Career NFL statistics
- Total tackles: 32
- Fumble recoveries: 1
- Pass deflections: 2
- Stats at Pro Football Reference

= Brandon Hughes (American football) =

American football player (born 1986)

Brandon D. Hughes (born May 23, 1986) is an American former professional football player who was a cornerback in the National Football League (NFL). After playing college football for the Oregon State Beavers, he was selected by the San Diego Chargers in the fifth round of the 2009 NFL draft. He was also a member of the New York Giants, Philadelphia Eagles and Cleveland Browns, before retiring in 2014.

==Early life==
Hughes attended Bloomington High School in Bloomington, Illinois, where he played wide receiver and cornerback on the football team.

==College career==
Hughes redshirted during his first year playing at Oregon State University in 2004. He became a starting cornerback for the Beavers in his redshirt freshman season. Hughes and two other players were ejected from a November 10, 2007, game against Washington for a skirmish after a play.
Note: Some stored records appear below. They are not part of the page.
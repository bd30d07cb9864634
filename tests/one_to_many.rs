//! Connectionless (one-to-many) end-to-end scenarios: global-queue echo,
//! association reuse, peel-off and idle auto-close.

use sctp_socketapi as sctp;

use sctp::api::types::SocketOption;
use sctp::descriptor::{Descriptor, DescriptorTable};
use sctp::master::SocketMaster;
use sctp::{PeelOffTarget, SctpEventSubscribe, SocketAddress};

use std::thread;
use std::time::{Duration, Instant};

fn init() {
    let _ = env_logger::builder().is_test(true).try_init();
}

fn seqpacket_socket() -> i32 {
    sctp::socket(libc::AF_INET, libc::SOCK_SEQPACKET, libc::IPPROTO_SCTP).expect("socket")
}

fn bound(fd: i32) -> u16 {
    let local = SocketAddress::parse("127.0.0.1", 0).unwrap();
    sctp::bind(fd, &local).expect("bind");
    sctp::getsockname(fd).expect("getsockname").port()
}

fn socket_id_of(fd: i32) -> sctp::master::SocketId {
    let guard = DescriptorTable::global();
    match guard.as_ref().unwrap().lookup(fd) {
        Some(Descriptor::Sctp(desc)) => desc.socket_id,
        _ => panic!("fd {fd} is not an SCTP descriptor"),
    }
}

#[test]
fn test_echo_connectionless_global_queue() {
    init();
    let server = seqpacket_socket();
    let server_port = bound(server);
    sctp::listen(server, 1).expect("listen");

    let server_side = thread::spawn(move || {
        let mut buf = [0u8; 256];
        let (got, peer) = sctp::recvfrom(server, &mut buf, 0).expect("recvfrom");
        assert_eq!(&buf[..got], b"Test #1");
        let peer = peer.expect("sender address must be reported");
        assert_ne!(peer.port(), 0, "peer port is the client's ephemeral port");
        let reply = b"Re> Test #1";
        sctp::sendto(server, reply, 0, Some(&peer)).expect("reply");
        sctp::close(server).expect("close server");
    });

    let client = seqpacket_socket();
    let destination = SocketAddress::parse("127.0.0.1", server_port).unwrap();
    sctp::sendto(client, b"Test #1", 0, Some(&destination)).expect("sendto");
    let mut buf = [0u8; 256];
    let (got, from) = sctp::recvfrom(client, &mut buf, 0).expect("client recvfrom");
    assert_eq!(&buf[..got], b"Re> Test #1");
    assert_eq!(from.map(|a| a.port()), Some(server_port));

    server_side.join().unwrap();
    sctp::close(client).expect("close client");
}

#[test]
fn test_sendto_reuses_association() {
    init();
    let server = seqpacket_socket();
    let server_port = bound(server);
    sctp::listen(server, 1).expect("listen");
    let client = seqpacket_socket();
    let destination = SocketAddress::parse("127.0.0.1", server_port).unwrap();

    sctp::sendto(client, b"one", 0, Some(&destination)).expect("first sendto");
    sctp::sendto(client, b"two", 0, Some(&destination)).expect("second sendto");

    let master = SocketMaster::instance().unwrap();
    let socket_id = socket_id_of(client);
    let count = master.with_state(|state| state.sockets[&socket_id].connectionless.len());
    assert_eq!(count, 1, "same destination must reuse the association");

    let mut buf = [0u8; 64];
    let (_, from1) = sctp::recvfrom(server, &mut buf, 0).expect("recv one");
    let (_, from2) = sctp::recvfrom(server, &mut buf, 0).expect("recv two");
    assert_eq!(from1, from2, "both messages come from one association");

    sctp::close(client).expect("close");
    sctp::close(server).expect("close");
}

#[test]
fn test_peel_off_detaches_association() {
    init();
    let server = seqpacket_socket();
    let server_port = bound(server);
    sctp::listen(server, 1).expect("listen");
    let events = SctpEventSubscribe {
        data_io_event: true,
        ..SctpEventSubscribe::default()
    };
    sctp::setsockopt(server, SocketOption::SctpEvents(events)).expect("events");

    let destination = SocketAddress::parse("127.0.0.1", server_port).unwrap();
    let client1 = seqpacket_socket();
    let client2 = seqpacket_socket();
    sctp::sendto(client1, b"from c1", 0, Some(&destination)).expect("c1 sendto");
    sctp::sendto(client2, b"from c2", 0, Some(&destination)).expect("c2 sendto");

    // Collect both messages and learn the association ids.
    let mut c1_assoc = 0;
    let mut buf = [0u8; 256];
    for _ in 0..2 {
        let (got, _, info, _) = sctp::sctp_recvmsg(server, &mut buf, 0).expect("recv");
        let info = info.expect("data-io event gives side information");
        if &buf[..got] == b"from c1" {
            c1_assoc = info.assoc_id;
        }
    }
    assert_ne!(c1_assoc, 0, "c1's association id must be known");

    let peeled = sctp::sctp_peeloff(server, PeelOffTarget::Association(c1_assoc)).expect("peeloff");

    // Traffic from c1 now lands only on the peeled descriptor.
    sctp::sendto(client1, b"more from c1", 0, Some(&destination)).expect("c1 again");
    let got = sctp::recv(peeled, &mut buf, 0).expect("peeled recv");
    assert_eq!(&buf[..got], b"more from c1");

    // The peeled descriptor sends towards c1 only.
    sctp::send(peeled, b"to c1", 0).expect("peeled send");
    let (got, _) = sctp::recvfrom(client1, &mut buf, 0).expect("c1 recv");
    assert_eq!(&buf[..got], b"to c1");

    // The original socket still serves c2.
    sctp::sendto(client2, b"still c2", 0, Some(&destination)).expect("c2 again");
    let (got, _) = sctp::recvfrom(server, &mut buf, 0).expect("server recv");
    assert_eq!(&buf[..got], b"still c2");

    sctp::close(peeled).expect("close peeled");
    sctp::close(client1).expect("close c1");
    sctp::close(client2).expect("close c2");
    sctp::close(server).expect("close server");
}

#[test]
fn test_auto_close_reaps_idle_association() {
    init();
    let server = seqpacket_socket();
    let server_port = bound(server);
    sctp::listen(server, 1).expect("listen");
    let client = seqpacket_socket();
    sctp::setsockopt(client, SocketOption::SctpAutoclose(1)).expect("autoclose");

    let destination = SocketAddress::parse("127.0.0.1", server_port).unwrap();
    sctp::sendto(client, b"ping", 0, Some(&destination)).expect("sendto");

    let master = SocketMaster::instance().unwrap();
    let socket_id = socket_id_of(client);
    let live = master.with_state(|state| state.sockets[&socket_id].connectionless.len());
    assert_eq!(live, 1);

    // The garbage collector shuts the idle association down and reaps it.
    let deadline = Instant::now() + Duration::from_secs(6);
    loop {
        let live = master.with_state(|state| state.sockets[&socket_id].connectionless.len());
        if live == 0 {
            break;
        }
        assert!(
            Instant::now() < deadline,
            "idle association must be auto-closed"
        );
        thread::sleep(Duration::from_millis(200));
    }

    sctp::close(client).expect("close");
    sctp::close(server).expect("close");
}

#[test]
fn test_close_invalidates_descriptor() {
    init();
    let fd = seqpacket_socket();
    let socket_id = socket_id_of(fd);
    sctp::close(fd).expect("close");
    {
        let guard = DescriptorTable::global();
        assert!(
            guard.as_ref().unwrap().lookup(fd).is_none(),
            "slot must be invalid after close"
        );
    }
    let master = SocketMaster::instance().unwrap();
    let gone = master.with_state(|state| !state.sockets.contains_key(&socket_id));
    assert!(gone, "socket must leave the arena on close");
}

#[test]
fn test_instance_registry_uniqueness() {
    init();
    let a = seqpacket_socket();
    let b = seqpacket_socket();
    bound(a);
    bound(b);

    let master = SocketMaster::instance().unwrap();
    let (id_a, id_b) = (socket_id_of(a), socket_id_of(b));
    master.with_state(|state| {
        let hits_a = state
            .instance_registry
            .values()
            .filter(|s| **s == id_a)
            .count();
        let hits_b = state
            .instance_registry
            .values()
            .filter(|s| **s == id_b)
            .count();
        assert_eq!(hits_a, 1, "each bound socket appears at exactly one key");
        assert_eq!(hits_b, 1);
    });

    sctp::close(a).expect("close");
    sctp::close(b).expect("close");
}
He recorded 57 tackles and 12 pass deflections in 2007. Hughes was named to the Jim Thorpe Award watchlist before his senior season in 2008. He was selected to the 2009 East–West Shrine Game following his college career in which he recorded 178 tackles and three interceptions.

==Professional career==

===San Diego Chargers===
After running the 40-yard dash in 4.38 seconds at the 2009 NFL Scouting Combine, Hughes was selected by the San Diego Chargers in the fifth round (148th overall) of the 2009 NFL draft. He signed a four-year contract on June 20, 2009. After suffering a knee injury in a preseason game against the Atlanta Falcons, he was placed on injured reserve on September 1, 2009. He was released during final roster cuts in September 2010.

===New York Giants===
The New York Giants signed Hughes to their practice squad on September 10, 2010.

===Philadelphia Eagles===
Hughes was signed off the Giants' practice squad by the Philadelphia Eagles on November 23, 2010, to fill the slot vacated after cornerback Ellis Hobbs was placed on the injured reserve. He played in one game in 2010, the final game of the season as the Eagles rested their starters in preparation for the playoffs. In 2011, Hughes played in 13 games, started one, and recorded 16 tackles throughout those games.
On September 23, 2012, the Eagles announced that they signed Hughes to a one-year extension. On September 7, 2013, Hughes was released by the Eagles. On September 10, 2013, Hughes was re-signed by the Eagles. On September 23, 2013, Hughes was released by the Eagles with an injury settlement.

===Cleveland Browns===
Hughes signed with the Cleveland Browns on January 2, 2014. Hughes was released from the Browns on May 12, 2014.

==Post-football career==
In 2025, Hughes was hired as police officer by the Falls Township police department in Bucks County, Pennsylvania. He also owns a gym in Middletown Township.